Quando le self driving car diventeranno automezzi di uso comune?
La tecnologia per la self driving car è già disponibile, ma la sua adozione dipenderà dagli sviluppi del “transportation as a service”, che sarà focalizzato su un’esperienza di mobilità totale. Se e quando verrà implementata questa esperienza dipende dai governi, dai produttori, dalle società di software e da tutti gli attori che lavorano insieme nel nuovo ecosistema della mobilità. Alcuni Paesi potrebbero lanciare le self driving car più velocemente di altri. I problemi relativi all’uso di questo automezzi sono la questione assicurativa, la mancanza di standard regolatori e un’infrastruttura carente oppure adottata troppo lentamente. In base a questi fattori riteniamo che le self driving car potrebbero arrivare in molti mercati entro 5 anni. La piena adozione, però, non dovrebbe avvenire prima di 10-15 anni.
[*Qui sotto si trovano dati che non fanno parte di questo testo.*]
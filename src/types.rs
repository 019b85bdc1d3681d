use clap::ValueEnum;
use serde::{Deserialize, Serialize};
use std::fmt;
use tabled::Tabled;

/// Status counts for one service (medical, dental or certificates).
#[derive(Debug, Clone, Copy, Default, PartialEq, Eq, Serialize, Deserialize)]
pub struct ServiceCounts {
    #[serde(default)]
    pub total: u64,
    #[serde(default)]
    pub completed: u64,
    #[serde(default)]
    pub pending: u64,
    #[serde(default)]
    pub rejected: u64,
}

impl ServiceCounts {
    pub fn new(total: u64, completed: u64, pending: u64, rejected: u64) -> Self {
        Self { total, completed, pending, rejected }
    }
}

#[derive(Debug, Clone, Default, PartialEq, Eq, Serialize, Deserialize)]
#[serde(rename_all = "camelCase")]
pub struct MonthlyTrend {
    pub month: String,
    #[serde(default)]
    pub medical: u64,
    #[serde(default)]
    pub dental: u64,
    #[serde(default)]
    pub certificates: u64,
}

impl MonthlyTrend {
    pub fn total(&self) -> u64 {
        self.medical.saturating_add(self.dental).saturating_add(self.certificates)
    }
}

/// Consumable supply usage aggregated over appointments.
#[derive(Debug, Clone, Default, PartialEq, Eq, Serialize, Deserialize)]
#[serde(rename_all = "camelCase")]
pub struct InventoryItem {
    pub name: String,
    #[serde(default)]
    pub category: Option<String>,
    #[serde(default)]
    pub quantity_used: u64,
    #[serde(default)]
    pub unit: Option<String>,
    #[serde(default)]
    pub appointments: u64,
}

/// Snapshot of service counts supplied by the backend for one report run.
#[derive(Debug, Clone, Default, PartialEq, Eq, Serialize, Deserialize)]
#[serde(rename_all = "camelCase")]
pub struct StatsData {
    #[serde(default)]
    pub medical: ServiceCounts,
    #[serde(default)]
    pub dental: ServiceCounts,
    #[serde(default)]
    pub certificates: ServiceCounts,
    #[serde(default)]
    pub monthly_trends: Vec<MonthlyTrend>,
    #[serde(default)]
    pub medical_inventory: Vec<InventoryItem>,
    #[serde(default)]
    pub dental_inventory: Vec<InventoryItem>,
}

impl StatsData {
    pub fn service(&self, kind: ServiceKind) -> &ServiceCounts {
        match kind {
            ServiceKind::Medical => &self.medical,
            ServiceKind::Dental => &self.dental,
            ServiceKind::Certificates => &self.certificates,
        }
    }

    /// Sum of all three services.
    pub fn combined(&self) -> ServiceCounts {
        ServiceKind::ALL.iter().fold(ServiceCounts::default(), |acc, kind| {
            let s = self.service(*kind);
            ServiceCounts::new(
                acc.total.saturating_add(s.total),
                acc.completed.saturating_add(s.completed),
                acc.pending.saturating_add(s.pending),
                acc.rejected.saturating_add(s.rejected),
            )
        })
    }
}

#[derive(Debug, Clone, Default, PartialEq, Eq, Serialize, Deserialize)]
pub struct UserTypeConfiguration {
    #[serde(default = "default_enabled")]
    pub enabled: bool,
    #[serde(default, alias = "requiredFields")]
    pub required_fields: Vec<String>,
    #[serde(default, alias = "availableCourses")]
    pub available_courses: Vec<String>,
    #[serde(default, alias = "availableDepartments")]
    pub available_departments: Vec<String>,
    #[serde(default, alias = "availableStrands")]
    pub available_strands: Vec<String>,
    #[serde(default, alias = "yearLevels")]
    pub year_levels: Vec<String>,
}

fn default_enabled() -> bool {
    true
}

/// One patient segment (College, Employee, ...) and its service usage.
#[derive(Debug, Clone, Default, PartialEq, Eq, Serialize, Deserialize)]
#[serde(rename_all = "camelCase")]
pub struct UserTypeData {
    pub user_type: String,
    #[serde(default)]
    pub medical: ServiceCounts,
    #[serde(default)]
    pub dental: ServiceCounts,
    #[serde(default)]
    pub certificates: ServiceCounts,
    #[serde(default)]
    pub total_transactions: u64,
    #[serde(default)]
    pub completed_transactions: u64,
    #[serde(default)]
    pub configuration: Option<UserTypeConfiguration>,
    /// Resolved by the loader from `user_type`.
    #[serde(skip)]
    pub category: UserTypeCategory,
}

impl UserTypeData {
    pub fn service(&self, kind: ServiceKind) -> &ServiceCounts {
        match kind {
            ServiceKind::Medical => &self.medical,
            ServiceKind::Dental => &self.dental,
            ServiceKind::Certificates => &self.certificates,
        }
    }

    pub fn service_total(&self) -> u64 {
        self.medical
            .total
            .saturating_add(self.dental.total)
            .saturating_add(self.certificates.total)
    }

    pub fn service_completed(&self) -> u64 {
        self.medical
            .completed
            .saturating_add(self.dental.completed)
            .saturating_add(self.certificates.completed)
    }

    /// Completed transactions as a percentage of all transactions; 0 when there are none.
    pub fn completion_rate(&self) -> f64 {
        if self.total_transactions == 0 {
            0.0
        } else {
            self.completed_transactions as f64 / self.total_transactions as f64 * 100.0
        }
    }

    pub fn required_field_count(&self) -> usize {
        self.configuration.as_ref().map(|c| c.required_fields.len()).unwrap_or(0)
    }

    pub fn is_enabled(&self) -> bool {
        self.configuration.as_ref().map(|c| c.enabled).unwrap_or(true)
    }
}

#[derive(Debug, Clone, Copy, PartialEq, Eq, Hash)]
pub enum ServiceKind {
    Medical,
    Dental,
    Certificates,
}

impl ServiceKind {
    pub const ALL: [ServiceKind; 3] = [ServiceKind::Medical, ServiceKind::Dental, ServiceKind::Certificates];

    pub fn label(self) -> &'static str {
        match self {
            ServiceKind::Medical => "Medical",
            ServiceKind::Dental => "Dental",
            ServiceKind::Certificates => "Certificates",
        }
    }
}

impl fmt::Display for ServiceKind {
    fn fmt(&self, f: &mut fmt::Formatter<'_>) -> fmt::Result {
        f.write_str(self.label())
    }
}

impl std::str::FromStr for ServiceKind {
    type Err = String;

    fn from_str(s: &str) -> Result<Self, Self::Err> {
        match s.trim().to_lowercase().as_str() {
            "medical" => Ok(ServiceKind::Medical),
            "dental" => Ok(ServiceKind::Dental),
            "certificates" | "certificate" => Ok(ServiceKind::Certificates),
            other => Err(format!("unknown service type '{other}'")),
        }
    }
}

#[derive(Debug, Clone, Copy, Default, PartialEq, Eq, Serialize, Deserialize, ValueEnum)]
#[serde(rename_all = "lowercase")]
pub enum ReportType {
    Weekly,
    #[default]
    Monthly,
    Yearly,
}

impl ReportType {
    pub fn as_str(self) -> &'static str {
        match self {
            ReportType::Weekly => "weekly",
            ReportType::Monthly => "monthly",
            ReportType::Yearly => "yearly",
        }
    }

    pub fn title(self) -> &'static str {
        match self {
            ReportType::Weekly => "Weekly",
            ReportType::Monthly => "Monthly",
            ReportType::Yearly => "Yearly",
        }
    }
}

impl fmt::Display for ReportType {
    fn fmt(&self, f: &mut fmt::Formatter<'_>) -> fmt::Result {
        f.write_str(self.as_str())
    }
}

/// Patient segment family, decides which secondary dimension a demographics page uses.
#[derive(Debug, Clone, Copy, Default, PartialEq, Eq, Hash)]
pub enum UserTypeCategory {
    College,
    Employee,
    SeniorHigh,
    HighSchool,
    Elementary,
    Kindergarten,
    #[default]
    Other,
}

impl UserTypeCategory {
    pub fn from_name(name: &str) -> Self {
        let n = name.to_lowercase();
        // "senior high school" also contains "high school"
        if n.contains("senior high") || n.contains("shs") {
            UserTypeCategory::SeniorHigh
        } else if n.contains("high school") || n.contains("junior high") {
            UserTypeCategory::HighSchool
        } else if n.contains("college") || n.contains("freshman") || n.contains("university") {
            UserTypeCategory::College
        } else if n.contains("employee") || n.contains("faculty") || n.contains("staff") {
            UserTypeCategory::Employee
        } else if n.contains("elementary") || n.contains("grade school") {
            UserTypeCategory::Elementary
        } else if n.contains("kinder") {
            UserTypeCategory::Kindergarten
        } else {
            UserTypeCategory::Other
        }
    }
}

#[derive(Debug, Clone, PartialEq, Eq, Serialize, Deserialize)]
#[serde(rename_all = "camelCase")]
pub struct ReportInput {
    #[serde(default)]
    pub stats: StatsData,
    #[serde(default)]
    pub user_types: Vec<UserTypeData>,
}

/// Console preview row for the ranked demographics table.
#[derive(Debug, Serialize, Tabled, Clone)]
pub struct UserTypeRow {
    #[tabled(rename = "Rank")]
    pub rank: usize,
    #[tabled(rename = "UserType")]
    pub user_type: String,
    #[tabled(rename = "Medical")]
    pub medical: u64,
    #[tabled(rename = "Dental")]
    pub dental: u64,
    #[tabled(rename = "Certificates")]
    pub certificates: u64,
    #[tabled(rename = "Total")]
    pub total: u64,
    #[tabled(rename = "CompletionRate")]
    pub completion_rate: String,
}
Fino a pochi anni fa l’automotive veniva giudicato un mercato maturo, oggi è frontiera di innovazione. Cosa direbbe a coloro che lo davano per morto?
Direi che ora è il momento migliore per essere in questo business proprio grazie alla disruption e al fatto che vari settori diversi tra loro sono entrati nel mondo dell’automotive e hanno fatto la differenza. La natura aperta del nuovo business model della mobilità è una delle principali ragioni per cui è così attraente.